EXERCISE DESCRIPTION -
Filter out all lines without the word "usize" from the data below, please, and copy the rest.

Collected data:
*****

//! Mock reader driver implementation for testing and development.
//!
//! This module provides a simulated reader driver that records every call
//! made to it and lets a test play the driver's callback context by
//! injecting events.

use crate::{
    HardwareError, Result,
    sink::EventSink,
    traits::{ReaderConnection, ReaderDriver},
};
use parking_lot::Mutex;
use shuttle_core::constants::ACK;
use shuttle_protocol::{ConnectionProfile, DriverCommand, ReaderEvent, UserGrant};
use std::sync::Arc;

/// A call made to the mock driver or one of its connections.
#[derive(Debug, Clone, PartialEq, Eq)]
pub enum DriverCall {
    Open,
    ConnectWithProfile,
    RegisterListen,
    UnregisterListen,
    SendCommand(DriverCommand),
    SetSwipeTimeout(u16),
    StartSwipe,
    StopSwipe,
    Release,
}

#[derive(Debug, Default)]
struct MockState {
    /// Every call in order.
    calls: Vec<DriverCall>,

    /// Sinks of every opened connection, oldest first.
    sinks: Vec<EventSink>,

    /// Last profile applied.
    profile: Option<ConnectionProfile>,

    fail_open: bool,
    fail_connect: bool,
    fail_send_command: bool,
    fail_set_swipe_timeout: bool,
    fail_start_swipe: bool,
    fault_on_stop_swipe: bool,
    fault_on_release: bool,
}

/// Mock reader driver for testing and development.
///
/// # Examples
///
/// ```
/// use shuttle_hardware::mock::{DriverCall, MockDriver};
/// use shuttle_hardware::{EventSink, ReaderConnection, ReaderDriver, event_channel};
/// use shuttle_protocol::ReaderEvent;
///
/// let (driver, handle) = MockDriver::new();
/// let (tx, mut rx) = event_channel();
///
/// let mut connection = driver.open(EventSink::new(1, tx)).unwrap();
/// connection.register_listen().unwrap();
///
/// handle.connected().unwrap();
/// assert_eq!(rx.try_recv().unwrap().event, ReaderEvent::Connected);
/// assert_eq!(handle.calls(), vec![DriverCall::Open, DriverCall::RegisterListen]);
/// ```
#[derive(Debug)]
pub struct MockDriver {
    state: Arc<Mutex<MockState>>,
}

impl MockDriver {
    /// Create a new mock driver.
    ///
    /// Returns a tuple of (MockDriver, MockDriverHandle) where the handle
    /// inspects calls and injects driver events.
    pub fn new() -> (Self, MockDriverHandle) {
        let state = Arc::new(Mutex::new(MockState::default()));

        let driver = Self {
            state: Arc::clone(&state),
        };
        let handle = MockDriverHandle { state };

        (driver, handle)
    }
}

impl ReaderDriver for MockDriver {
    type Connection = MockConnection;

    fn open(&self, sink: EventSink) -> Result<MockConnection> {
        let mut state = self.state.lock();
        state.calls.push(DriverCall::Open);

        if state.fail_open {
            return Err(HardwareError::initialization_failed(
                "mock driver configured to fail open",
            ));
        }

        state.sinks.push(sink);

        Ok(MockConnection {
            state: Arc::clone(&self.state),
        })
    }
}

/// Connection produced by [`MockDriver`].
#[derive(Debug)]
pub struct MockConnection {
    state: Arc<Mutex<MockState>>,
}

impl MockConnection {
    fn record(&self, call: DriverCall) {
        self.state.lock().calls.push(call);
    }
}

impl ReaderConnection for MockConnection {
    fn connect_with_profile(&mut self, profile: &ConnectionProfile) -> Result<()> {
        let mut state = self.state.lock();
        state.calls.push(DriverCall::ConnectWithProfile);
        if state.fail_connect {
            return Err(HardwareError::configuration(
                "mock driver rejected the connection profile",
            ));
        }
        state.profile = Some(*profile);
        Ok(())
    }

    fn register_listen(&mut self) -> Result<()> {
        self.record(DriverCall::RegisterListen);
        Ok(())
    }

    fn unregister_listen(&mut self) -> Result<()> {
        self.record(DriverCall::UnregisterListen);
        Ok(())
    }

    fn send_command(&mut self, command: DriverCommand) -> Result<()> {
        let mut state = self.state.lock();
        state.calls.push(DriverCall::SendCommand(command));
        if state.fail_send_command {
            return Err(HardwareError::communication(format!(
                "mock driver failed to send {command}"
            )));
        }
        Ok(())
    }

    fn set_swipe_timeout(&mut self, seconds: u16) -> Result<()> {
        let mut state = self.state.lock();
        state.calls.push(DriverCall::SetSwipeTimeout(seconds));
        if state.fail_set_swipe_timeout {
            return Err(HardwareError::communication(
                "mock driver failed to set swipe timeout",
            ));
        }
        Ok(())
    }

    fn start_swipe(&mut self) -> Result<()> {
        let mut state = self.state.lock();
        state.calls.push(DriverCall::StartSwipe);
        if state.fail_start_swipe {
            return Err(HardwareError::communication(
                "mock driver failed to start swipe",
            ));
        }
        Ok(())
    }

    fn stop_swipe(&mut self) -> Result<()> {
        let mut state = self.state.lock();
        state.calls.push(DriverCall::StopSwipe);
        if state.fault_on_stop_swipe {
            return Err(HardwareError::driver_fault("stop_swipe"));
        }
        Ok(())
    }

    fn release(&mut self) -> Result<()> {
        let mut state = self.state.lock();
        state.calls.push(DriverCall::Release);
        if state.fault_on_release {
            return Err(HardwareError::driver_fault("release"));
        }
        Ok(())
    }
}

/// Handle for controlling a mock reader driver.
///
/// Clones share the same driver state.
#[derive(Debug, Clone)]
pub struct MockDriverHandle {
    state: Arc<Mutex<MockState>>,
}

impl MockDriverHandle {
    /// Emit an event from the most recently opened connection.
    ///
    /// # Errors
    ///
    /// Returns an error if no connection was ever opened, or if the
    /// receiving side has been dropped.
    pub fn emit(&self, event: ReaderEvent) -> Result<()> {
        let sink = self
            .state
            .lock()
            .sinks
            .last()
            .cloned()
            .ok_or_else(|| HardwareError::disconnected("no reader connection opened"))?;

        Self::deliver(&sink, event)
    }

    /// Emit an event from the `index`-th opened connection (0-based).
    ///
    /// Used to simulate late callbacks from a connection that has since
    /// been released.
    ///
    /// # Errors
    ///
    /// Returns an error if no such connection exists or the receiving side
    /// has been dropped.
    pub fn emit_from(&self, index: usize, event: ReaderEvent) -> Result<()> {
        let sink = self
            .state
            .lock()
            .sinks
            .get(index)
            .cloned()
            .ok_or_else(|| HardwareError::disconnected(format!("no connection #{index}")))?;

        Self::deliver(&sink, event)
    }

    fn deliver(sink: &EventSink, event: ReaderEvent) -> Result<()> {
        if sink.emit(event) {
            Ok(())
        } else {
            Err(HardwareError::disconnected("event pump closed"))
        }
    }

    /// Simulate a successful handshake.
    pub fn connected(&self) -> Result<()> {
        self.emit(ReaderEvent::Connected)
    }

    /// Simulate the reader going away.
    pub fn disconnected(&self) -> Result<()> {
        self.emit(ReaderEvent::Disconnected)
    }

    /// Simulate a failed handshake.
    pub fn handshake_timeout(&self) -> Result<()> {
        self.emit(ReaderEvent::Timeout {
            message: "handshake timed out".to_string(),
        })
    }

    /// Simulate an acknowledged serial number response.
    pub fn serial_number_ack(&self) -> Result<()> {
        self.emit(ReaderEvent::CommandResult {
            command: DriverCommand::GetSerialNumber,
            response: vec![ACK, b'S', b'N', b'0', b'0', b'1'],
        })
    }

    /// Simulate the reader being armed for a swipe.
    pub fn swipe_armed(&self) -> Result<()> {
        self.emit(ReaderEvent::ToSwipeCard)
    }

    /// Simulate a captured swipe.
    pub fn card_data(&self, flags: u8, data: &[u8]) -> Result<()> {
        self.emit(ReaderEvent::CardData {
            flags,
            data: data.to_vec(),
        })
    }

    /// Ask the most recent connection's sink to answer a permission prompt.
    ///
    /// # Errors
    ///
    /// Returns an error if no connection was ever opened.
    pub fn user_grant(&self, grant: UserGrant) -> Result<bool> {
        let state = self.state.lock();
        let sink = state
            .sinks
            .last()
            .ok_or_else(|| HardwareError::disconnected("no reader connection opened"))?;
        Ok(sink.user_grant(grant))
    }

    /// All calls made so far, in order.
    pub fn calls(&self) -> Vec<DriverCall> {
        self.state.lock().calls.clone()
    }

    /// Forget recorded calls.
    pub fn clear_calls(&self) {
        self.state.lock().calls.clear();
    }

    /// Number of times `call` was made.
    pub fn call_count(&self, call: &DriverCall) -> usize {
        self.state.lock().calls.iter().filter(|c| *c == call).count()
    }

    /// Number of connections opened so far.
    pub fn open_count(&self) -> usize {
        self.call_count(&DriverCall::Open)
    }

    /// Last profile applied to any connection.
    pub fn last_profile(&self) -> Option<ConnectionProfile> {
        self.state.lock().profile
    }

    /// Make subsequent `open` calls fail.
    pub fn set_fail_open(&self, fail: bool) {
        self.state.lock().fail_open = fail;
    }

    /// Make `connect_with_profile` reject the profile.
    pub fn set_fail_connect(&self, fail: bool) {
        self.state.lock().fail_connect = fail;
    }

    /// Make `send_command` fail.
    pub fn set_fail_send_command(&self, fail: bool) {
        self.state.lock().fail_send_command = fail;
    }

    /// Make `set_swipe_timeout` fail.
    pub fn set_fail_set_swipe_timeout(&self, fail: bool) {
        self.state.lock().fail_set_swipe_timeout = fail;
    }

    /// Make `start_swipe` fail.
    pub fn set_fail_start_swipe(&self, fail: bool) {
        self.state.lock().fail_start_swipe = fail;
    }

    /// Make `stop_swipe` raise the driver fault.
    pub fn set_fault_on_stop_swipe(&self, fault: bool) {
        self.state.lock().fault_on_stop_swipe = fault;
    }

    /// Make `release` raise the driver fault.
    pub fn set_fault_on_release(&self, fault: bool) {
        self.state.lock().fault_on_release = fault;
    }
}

*****

SOLUTION TO THIS TASK -
    pub fn emit_from(&self, index: usize, event: ReaderEvent) -> Result<()> {
    pub fn call_count(&self, call: &DriverCall) -> usize {
    pub fn open_count(&self) -> usize {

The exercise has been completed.